Г. УДАЛОВ, газета «Волга», 26 января 1993 года, № 9

От редакции: автор называет любимое место от-ха, запомнившееся ему с детства, Лопенихой. А вот старожил Слободки, его первая учительница, директор музея ДОКа Вера Михайловна Одинцова, показав мне карту Слободки, составленную по воспоминаниям слободчан, доказала, что такой речки не было. Была речка Беляиха и озеро Лопенное.
Председатель районного общества краеведов Борис Алексеевич Владимиров, составивший карту на основе документов, не слышал ни о Беляихе, ни о Лопенихе. На его карте речка называется Камышиновка.

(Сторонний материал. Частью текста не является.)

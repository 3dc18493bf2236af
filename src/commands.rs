use anyhow::{Context, Result};
use console::style;
use std::fmt;
use tokio::io::{AsyncBufReadExt, BufReader};
use tracing::{info, warn};

use crate::config::{Config, PerformanceProfile, TextSearchTarget};
use crate::pipeline::{PipelineResult, RagPipeline, TextSearchResponse};
use crate::retrieval::{ColumnStats, SchemaIndexStats};

/// Request counters for one interactive session
#[derive(Debug, Clone, Copy, Default, PartialEq, Eq)]
pub struct SessionStats {
    pub successful: u32,
    pub failed: u32,
    pub cached: u32,
    pub direct_searches: u32,
}

impl SessionStats {
    #[inline]
    pub fn record_answer(&mut self, result: &PipelineResult) {
        if !result.success {
            self.failed += 1;
        } else if result.from_cache {
            self.cached += 1;
        } else {
            self.successful += 1;
        }
    }

    #[inline]
    pub fn record_search(&mut self, response: &TextSearchResponse) {
        if response.success {
            self.direct_searches += 1;
        } else {
            self.failed += 1;
        }
    }

    #[inline]
    pub fn total(&self) -> u32 {
        self.successful + self.failed + self.cached + self.direct_searches
    }
}

impl fmt::Display for SessionStats {
    #[inline]
    fn fmt(&self, f: &mut fmt::Formatter<'_>) -> fmt::Result {
        writeln!(f, "Requests:        {}", self.total())?;
        writeln!(f, "  Successful:    {}", self.successful)?;
        writeln!(f, "  From cache:    {}", self.cached)?;
        writeln!(f, "  Direct search: {}", self.direct_searches)?;
        write!(f, "  Failed:        {}", self.failed)
    }
}

/// One line typed at the interactive prompt
#[derive(Debug, Clone, PartialEq, Eq)]
pub enum ReplCommand {
    Exit,
    Clear,
    Rebuild,
    BuildTextIndexes,
    Profile(PerformanceProfile),
    TextStats,
    Search {
        target: TextSearchTarget,
        query: String,
    },
    Stats,
    History,
    Question(String),
    Empty,
    /// A control word with bad arguments; carries the usage hint
    Invalid(String),
}

impl ReplCommand {
    #[inline]
    pub fn parse(line: &str) -> Self {
        let line = line.trim();

        match line.to_lowercase().as_str() {
            "" => return Self::Empty,
            "exit" | "quit" => return Self::Exit,
            "clear" => return Self::Clear,
            "rebuild" => return Self::Rebuild,
            "build_text_indexes" => return Self::BuildTextIndexes,
            "text_stats" => return Self::TextStats,
            "stats" => return Self::Stats,
            "history" => return Self::History,
            _ => {}
        }

        if let Some(name) = strip_prefix_ignore_case(line, "profile:") {
            return name.trim().parse().map_or_else(
                |_| Self::Invalid("Usage: profile:fast|balanced|safe".to_string()),
                Self::Profile,
            );
        }

        if let Some(rest) = strip_prefix_ignore_case(line, "search:") {
            return parse_search(rest).unwrap_or_else(|| {
                Self::Invalid("Usage: search:table.column:query".to_string())
            });
        }

        Self::Question(line.to_string())
    }
}

fn strip_prefix_ignore_case<'a>(line: &'a str, prefix: &str) -> Option<&'a str> {
    let head = line.get(..prefix.len())?;
    head.eq_ignore_ascii_case(prefix)
        .then(|| line.get(prefix.len()..))
        .flatten()
}

fn parse_search(rest: &str) -> Option<ReplCommand> {
    let (pair, query) = rest.split_once(':')?;
    let (table, column) = pair.trim().split_once('.')?;
    let query = query.trim();
    if table.is_empty() || column.is_empty() || query.is_empty() {
        return None;
    }
    Some(ReplCommand::Search {
        target: TextSearchTarget::new(table, column),
        query: query.to_string(),
    })
}

/// Answer one question and print the outcome
#[inline]
pub async fn ask(config: &Config, question: &str, json: bool) -> Result<()> {
    let mut pipeline = RagPipeline::connect(config).await?;
    let result = pipeline.ask(question).await;

    if json {
        println!(
            "{}",
            serde_json::to_string_pretty(&result).context("Failed to serialize result")?
        );
    } else {
        print_result(&result);
    }

    if result.success {
        Ok(())
    } else {
        Err(anyhow::anyhow!(
            "{}",
            result.error.unwrap_or_else(|| "query failed".to_string())
        ))
    }
}

/// Interactive question loop
#[inline]
pub async fn repl(config: &Config) -> Result<()> {
    let mut pipeline = RagPipeline::connect(config).await?;
    let mut stats = SessionStats::default();

    println!("{}", style("Safety RAG assistant").bold().cyan());
    println!(
        "Commands: exit, clear, rebuild, build_text_indexes, profile:<name>, text_stats, search:table.column:query, stats, history"
    );

    let mut lines = BufReader::new(tokio::io::stdin()).lines();

    loop {
        eprint!("{} ", style("?").bold().green());

        let line = tokio::select! {
            line = lines.next_line() => line.context("Failed to read input")?,
            _ = tokio::signal::ctrl_c() => {
                println!();
                None
            }
        };
        let Some(line) = line else { break };

        match ReplCommand::parse(&line) {
            ReplCommand::Empty => {}
            ReplCommand::Exit => break,
            ReplCommand::Clear => {
                pipeline.clear_cache_and_history().await;
                stats = SessionStats::default();
                println!("{}", style("Cache, history and statistics cleared").green());
            }
            ReplCommand::Rebuild => match pipeline.rebuild_index().await {
                Ok(()) => println!("{}", style("Schema index rebuilt").green()),
                Err(e) => println!("{} {}", style("Rebuild failed:").red(), e),
            },
            ReplCommand::BuildTextIndexes => {
                match pipeline.build_text_indexes(None, None, true).await {
                    Ok(built) => print_built(&built),
                    Err(e) => println!("{} {}", style("Text index build failed:").red(), e),
                }
            }
            ReplCommand::Profile(profile) => {
                pipeline.set_profile(profile);
                println!("Profile: {}", style(profile).cyan());
            }
            ReplCommand::TextStats => match pipeline.text_stats().await {
                Ok(columns) => print_text_stats(&columns),
                Err(e) => println!("{} {}", style("Could not read text indexes:").red(), e),
            },
            ReplCommand::Search { target, query } => {
                let response = pipeline
                    .search_text(&query, &target, config.retrieval.text_top_k)
                    .await;
                stats.record_search(&response);
                print_search(&response);
            }
            ReplCommand::Stats => println!("{stats}"),
            ReplCommand::History => {
                if pipeline.history().is_empty() {
                    println!("No history yet");
                }
                for (i, turn) in pipeline.history().turns().enumerate() {
                    println!("{}. {}", i + 1, style(&turn.question).bold());
                    println!("   {}", turn.sql);
                }
            }
            ReplCommand::Invalid(usage) => println!("{}", style(usage).yellow()),
            ReplCommand::Question(question) => {
                let result = pipeline.ask(&question).await;
                stats.record_answer(&result);
                print_result(&result);
            }
        }
    }

    info!("Session ended after {} requests", stats.total());
    println!("{stats}");
    Ok(())
}

#[inline]
pub async fn rebuild(config: &Config) -> Result<()> {
    let mut pipeline = RagPipeline::connect(config).await?;
    pipeline.rebuild_index().await?;
    print_schema_stats(&pipeline.schema_stats().await?);
    Ok(())
}

#[inline]
pub async fn build_text_indexes(
    config: &Config,
    target: Option<TextSearchTarget>,
    profile: Option<PerformanceProfile>,
    force: bool,
) -> Result<()> {
    let pipeline = RagPipeline::connect(config).await?;
    let built = pipeline
        .build_text_indexes(target.as_ref(), profile, force)
        .await?;
    print_built(&built);
    Ok(())
}

#[inline]
pub async fn search(
    config: &Config,
    target: &TextSearchTarget,
    query: &str,
    k: usize,
) -> Result<()> {
    let pipeline = RagPipeline::connect(config).await?;
    let response = pipeline.search_text(query, target, k).await;
    print_search(&response);

    match response.error {
        Some(error) => Err(anyhow::anyhow!(error)),
        None => Ok(()),
    }
}

#[inline]
pub async fn show_stats(config: &Config) -> Result<()> {
    let pipeline = RagPipeline::connect(config).await?;
    print_schema_stats(&pipeline.schema_stats().await?);
    print_text_stats(&pipeline.text_stats().await?);
    Ok(())
}

fn print_result(result: &PipelineResult) {
    if !result.success {
        println!(
            "{} {}",
            style("✗").red().bold(),
            result.error.as_deref().unwrap_or("unknown error")
        );
        println!("  Time: {:.2}s", result.execution_time.as_secs_f64());
        return;
    }

    if result.from_cache {
        println!("{}", style("✓ Answer from cache").green());
    } else {
        println!(
            "{} ({:.2}s{})",
            style("✓ SQL generated").green(),
            result.execution_time.as_secs_f64(),
            if result.used_text_search {
                ", with text search"
            } else {
                ""
            }
        );
    }

    if let Some(sql) = &result.sql {
        println!("{}", style(sql).cyan());
    }
    if let Some(rows) = &result.result {
        println!("{}", pretty_json(rows));
    }
}

fn pretty_json(raw: &str) -> String {
    serde_json::from_str::<serde_json::Value>(raw)
        .ok()
        .and_then(|value| serde_json::to_string_pretty(&value).ok())
        .unwrap_or_else(|| raw.to_string())
}

fn print_search(response: &TextSearchResponse) {
    if let Some(error) = &response.error {
        println!("{} {}", style("✗").red().bold(), error);
        if response.index_missing {
            println!(
                "  Build it with: safety-rag build-text-indexes --table {} --column {}",
                response.table, response.column
            );
        }
        return;
    }

    println!(
        "{} {} results in {}.{} ({:.2}s)",
        style("✓").green(),
        response.count,
        response.table,
        response.column,
        response.execution_time.as_secs_f64()
    );
    for hit in &response.results {
        println!(
            "\n#{} similarity {:.4}, distance {:.4} (row {})",
            hit.rank, hit.similarity, hit.distance, hit.row_token
        );
        println!("  {}", hit.text);
    }
}

fn print_built(built: &[(TextSearchTarget, usize)]) {
    if built.is_empty() {
        println!("No text index needed building");
        return;
    }
    for (target, count) in built {
        println!("{} {}: {} vectors", style("✓").green(), target, count);
    }
}

fn print_schema_stats(stats: &SchemaIndexStats) {
    println!("{}", style("Schema index").bold().yellow());
    println!("  Documents: {}", stats.documents);
    println!("  Dimension: {}", stats.dimension);
    match stats.origin {
        Some(origin) => println!("  State:     {} ({})", stats.state, origin),
        None => println!("  State:     {}", stats.state),
    }
}

fn print_text_stats(columns: &[ColumnStats]) {
    println!("{}", style("Text indexes").bold().yellow());
    if columns.is_empty() {
        warn!("No text index has been built");
        println!("  none built; run build_text_indexes");
        return;
    }
    for column in columns {
        println!(
            "  {}.{}: {} vectors, dimension {}, {} metadata entries",
            column.table, column.column, column.vectors, column.dimension, column.metadata
        );
    }
}

#[cfg(test)]
mod tests {
    use super::*;
    use std::time::Duration;

    #[test]
    fn control_words_are_case_insensitive() {
        assert_eq!(ReplCommand::parse("  EXIT "), ReplCommand::Exit);
        assert_eq!(ReplCommand::parse("quit"), ReplCommand::Exit);
        assert_eq!(ReplCommand::parse("Clear"), ReplCommand::Clear);
        assert_eq!(
            ReplCommand::parse("build_text_indexes"),
            ReplCommand::BuildTextIndexes
        );
        assert_eq!(ReplCommand::parse(""), ReplCommand::Empty);
    }

    #[test]
    fn profile_switch_parses_names() {
        assert_eq!(
            ReplCommand::parse("profile:fast"),
            ReplCommand::Profile(PerformanceProfile::Fast)
        );
        assert_eq!(
            ReplCommand::parse("profile: safe"),
            ReplCommand::Profile(PerformanceProfile::Safe)
        );
        assert!(matches!(
            ReplCommand::parse("profile:turbo"),
            ReplCommand::Invalid(_)
        ));
    }

    #[test]
    fn search_keeps_colons_in_the_query() {
        assert_eq!(
            ReplCommand::parse("search:event.description:chute: échelle"),
            ReplCommand::Search {
                target: TextSearchTarget::new("event", "description"),
                query: "chute: échelle".to_string(),
            }
        );
        assert!(matches!(
            ReplCommand::parse("search:event:chute"),
            ReplCommand::Invalid(_)
        ));
    }

    #[test]
    fn anything_else_is_a_question() {
        assert_eq!(
            ReplCommand::parse("Combien d'événements ?"),
            ReplCommand::Question("Combien d'événements ?".to_string())
        );
    }

    #[test]
    fn session_stats_count_by_outcome() {
        let mut stats = SessionStats::default();
        let answered = PipelineResult {
            success: true,
            question: "q".to_string(),
            sql: Some("SELECT 1".to_string()),
            result: Some("[]".to_string()),
            from_cache: false,
            execution_time: Duration::from_millis(10),
            used_text_search: false,
            error: None,
        };
        stats.record_answer(&answered);
        stats.record_answer(&PipelineResult {
            from_cache: true,
            ..answered.clone()
        });
        stats.record_answer(&PipelineResult {
            success: false,
            error: Some("boom".to_string()),
            ..answered
        });

        assert_eq!(
            stats,
            SessionStats {
                successful: 1,
                failed: 1,
                cached: 1,
                direct_searches: 0,
            }
        );
        assert_eq!(stats.total(), 3);
    }
}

Скоро сорок лет, как Слободка ушла под воду, но с кем бы из старшего поколения ни разговаривала, все они вспоминают красоту этого края: множество озер, речушек и ручьев, не имевших названий. А может быть, они не имели лишь официальных названий, а среди детворы, местного населения эти названия жили.
Если учесть, что накануне затопления в Слободке жило 12 тысяч человек, а большинство из них переселилось в Юрьевец, то, я думаю, бывшие слободчане откликнутся и помогут установить истину.